• Work to be completed:
Would you write out, word for word, each line of the records below from the top through the one holding "pub(crate) const SELECT_PROJECT_SCENARIOS: &str"?

··· Data listing

//! SQL templates issued by Repository Operations.

pub(crate) const INSERT_USER: &str =
    "INSERT INTO users (username, password, name, email) VALUES (?, ?, ?, ?)";
pub(crate) const SELECT_USER: &str =
    "SELECT username, password, name, email FROM users WHERE username = ?";

pub(crate) const ENSURE_PROJECT: &str =
    "INSERT OR IGNORE INTO projects (username, project_name) VALUES (?, ?)";
pub(crate) const UPSERT_SCENARIO: &str = "INSERT INTO scenarios \
     (username, project_name, scenario_name, scenario_data, last_modified) \
     VALUES (?, ?, ?, ?, ?) \
     ON CONFLICT(username, project_name, scenario_name) DO UPDATE SET \
     scenario_data = excluded.scenario_data, last_modified = excluded.last_modified";
pub(crate) const SELECT_SCENARIO_DATA: &str = "SELECT scenario_data FROM scenarios \
     WHERE username = ? AND project_name = ? AND scenario_name = ?";
pub(crate) const SELECT_USER_PROJECTS: &str =
    "SELECT project_name FROM projects WHERE username = ? ORDER BY project_name ASC";
pub(crate) const SELECT_PROJECT_SCENARIOS: &str = "SELECT scenario_name FROM scenarios \
     WHERE username = ? AND project_name = ? ORDER BY last_modified DESC";
pub(crate) const DELETE_SCENARIO: &str = "DELETE FROM scenarios \
     WHERE username = ? AND project_name = ? AND scenario_name = ?";

pub(crate) const INSERT_FLUID: &str = "INSERT INTO user_fluids \
     (username, fluid_name, density, kinematic_viscosity, vapor_pressure_kpa) \
     VALUES (?, ?, ?, ?, ?)";
pub(crate) const SELECT_USER_FLUIDS: &str = "SELECT fluid_name, density, kinematic_viscosity, \
     vapor_pressure_kpa FROM user_fluids WHERE username = ?";
pub(crate) const DELETE_FLUID: &str =
    "DELETE FROM user_fluids WHERE username = ? AND fluid_name = ?";

pub(crate) const INSERT_MATERIAL: &str =
    "INSERT INTO user_materials (username, material_name, roughness) VALUES (?, ?, ?)";
pub(crate) const SELECT_USER_MATERIALS: &str =
    "SELECT material_name, roughness FROM user_materials WHERE username = ?";
pub(crate) const DELETE_MATERIAL: &str =
    "DELETE FROM user_materials WHERE username = ? AND material_name = ?";
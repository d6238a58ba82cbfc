//! Repository Operations: typed CRUD over the `SqlExecutor` port.
//!
//! Each operation is a thin composition of one or two statements with a
//! declared fetch cardinality. Uniqueness violations on insert-style
//! operations are downgraded to `Ok(false)`; every other failure propagates
//! unchanged. A missing row is `Ok(None)`, never an error.

use std::sync::Arc;

use mockable::Clock;
use tracing::debug;

use super::Statement;
use super::ports::{SqlExecutor, SqlExecutorExt, StoreError};

mod catalog;
mod scenarios;
pub(crate) mod statements;
mod users;


/// Repository for users, projects, scenarios and per-user catalogs.
///
/// The repository holds no entity state; the remote store owns it all.
pub struct HydraulicRepository<E: ?Sized> {
    executor: Arc<E>,
    clock: Arc<dyn Clock>,
}

impl<E: ?Sized> Clone for HydraulicRepository<E> {
    fn clone(&self) -> Self {
        Self {
            executor: Arc::clone(&self.executor),
            clock: Arc::clone(&self.clock),
        }
    }
}

impl<E> HydraulicRepository<E>
where
    E: SqlExecutor + ?Sized,
{
    /// Create a repository over `executor`, stamping scenario saves with
    /// `clock`.
    pub fn new(executor: Arc<E>, clock: Arc<dyn Clock>) -> Self {
        Self { executor, clock }
    }

    /// Run an insert whose only expected failure is a natural-key clash.
    async fn insert_unique(&self, statement: Statement, entity: &str) -> Result<bool, StoreError> {
        match self.executor.run(&statement).await {
            Ok(()) => Ok(true),
            Err(error) if error.is_unique_violation() => {
                debug!(entity, "insert skipped: natural key already exists");
                Ok(false)
            }
            Err(error) => Err(error),
        }
    }

    /// Collect the named text column of every row, preserving row order.
    async fn fetch_names(&self, statement: Statement, column: &str) -> Result<Vec<String>, StoreError> {
        self.executor
            .fetch_all(&statement)
            .await?
            .iter()
            .map(|row| row.text(column).map(str::to_owned))
            .collect()
    }
}
//! Reqwest-backed [`SqlExecutor`] speaking one gateway protocol generation.
//!
//! This adapter owns transport details only: authentication, the request
//! timeout, HTTP status mapping, and handing the body to the configured
//! protocol adapter. One statement is sent per request.

use async_trait::async_trait;
use reqwest::{Client, StatusCode};
use tracing::debug;
use url::Url;

use super::config::{GatewayConfig, GatewayConfigError};
use super::protocol::{ProtocolAdapter, adapter_for};
use super::result_decoder::decode_result;
use crate::domain::ports::{SqlExecutor, StoreError};
use crate::domain::{FetchMode, QueryOutput, Statement};

/// Executor posting each statement to the remote SQL gateway.
pub struct GatewayHttpExecutor {
    client: Client,
    endpoint: Url,
    config: GatewayConfig,
    protocol: Box<dyn ProtocolAdapter>,
}

impl GatewayHttpExecutor {
    /// Build an executor for `config`, resolving the protocol endpoint once.
    ///
    /// # Examples
    /// ```rust,ignore
    /// let executor = GatewayHttpExecutor::new(config)?;
    /// let rows = executor.fetch_all(&Statement::new("SELECT 1 AS one")).await?;
    /// ```
    ///
    /// # Errors
    ///
    /// Returns an error when the endpoint cannot be derived from the base URL
    /// or the reqwest client cannot be constructed.
    pub fn new(config: GatewayConfig) -> Result<Self, GatewayConfigError> {
        let protocol = adapter_for(config.protocol());
        let endpoint = protocol
            .endpoint(config.base_url())
            .map_err(|error| GatewayConfigError::InvalidUrl(error.to_string()))?;
        let client = Client::builder()
            .timeout(config.timeout())
            .build()
            .map_err(|error| GatewayConfigError::HttpClient(error.to_string()))?;
        Ok(Self {
            client,
            endpoint,
            config,
            protocol,
        })
    }

    /// Resolved statement endpoint.
    pub const fn endpoint(&self) -> &Url {
        &self.endpoint
    }

    /// Connection settings in use.
    pub const fn config(&self) -> &GatewayConfig {
        &self.config
    }
}

#[async_trait]
impl SqlExecutor for GatewayHttpExecutor {
    async fn execute(
        &self,
        statement: &Statement,
        fetch: FetchMode,
    ) -> Result<QueryOutput, StoreError> {
        let request = self.protocol.encode_request(statement)?;
        let response = self
            .client
            .post(self.endpoint.clone())
            .bearer_auth(self.config.auth_token())
            .header(reqwest::header::ACCEPT, "application/json")
            .json(&request)
            .send()
            .await
            .map_err(map_transport_error)?;

        let status = response.status();
        let body = response.bytes().await.map_err(map_transport_error)?;
        debug!(
            protocol = %self.protocol.version(),
            %fetch,
            params = statement.params().len(),
            status = status.as_u16(),
            bytes = body.len(),
            "gateway statement round trip"
        );
        if !status.is_success() {
            return Err(map_status_error(status, body.as_ref()));
        }

        let reply = self.protocol.decode_reply(body.as_ref())?;
        decode_result(reply, fetch)
    }
}

fn map_transport_error(error: reqwest::Error) -> StoreError {
    if error.is_timeout() {
        StoreError::transport(format!("request timed out: {error}"))
    } else {
        StoreError::transport(error.to_string())
    }
}

fn map_status_error(status: StatusCode, body: &[u8]) -> StoreError {
    StoreError::gateway_http(status.as_u16(), body_preview(body))
}

fn body_preview(body: &[u8]) -> String {
    const PREVIEW_CHAR_LIMIT: usize = 160;

    let compact = String::from_utf8_lossy(body)
        .split_whitespace()
        .collect::<Vec<_>>()
        .join(" ");
    let preview = compact.chars().take(PREVIEW_CHAR_LIMIT).collect::<String>();
    if compact.chars().count() > PREVIEW_CHAR_LIMIT {
        format!("{preview}...")
    } else {
        preview
    }
}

······

• Exercise result:
//! SQL templates issued by Repository Operations.

pub(crate) const INSERT_USER: &str =
    "INSERT INTO users (username, password, name, email) VALUES (?, ?, ?, ?)";
pub(crate) const SELECT_USER: &str =
    "SELECT username, password, name, email FROM users WHERE username = ?";

pub(crate) const ENSURE_PROJECT: &str =
    "INSERT OR IGNORE INTO projects (username, project_name) VALUES (?, ?)";
pub(crate) const UPSERT_SCENARIO: &str = "INSERT INTO scenarios \
     (username, project_name, scenario_name, scenario_data, last_modified) \
     VALUES (?, ?, ?, ?, ?) \
     ON CONFLICT(username, project_name, scenario_name) DO UPDATE SET \
     scenario_data = excluded.scenario_data, last_modified = excluded.last_modified";
pub(crate) const SELECT_SCENARIO_DATA: &str = "SELECT scenario_data FROM scenarios \
     WHERE username = ? AND project_name = ? AND scenario_name = ?";
pub(crate) const SELECT_USER_PROJECTS: &str =
    "SELECT project_name FROM projects WHERE username = ? ORDER BY project_name ASC";
pub(crate) const SELECT_PROJECT_SCENARIOS: &str = "SELECT scenario_name FROM scenarios \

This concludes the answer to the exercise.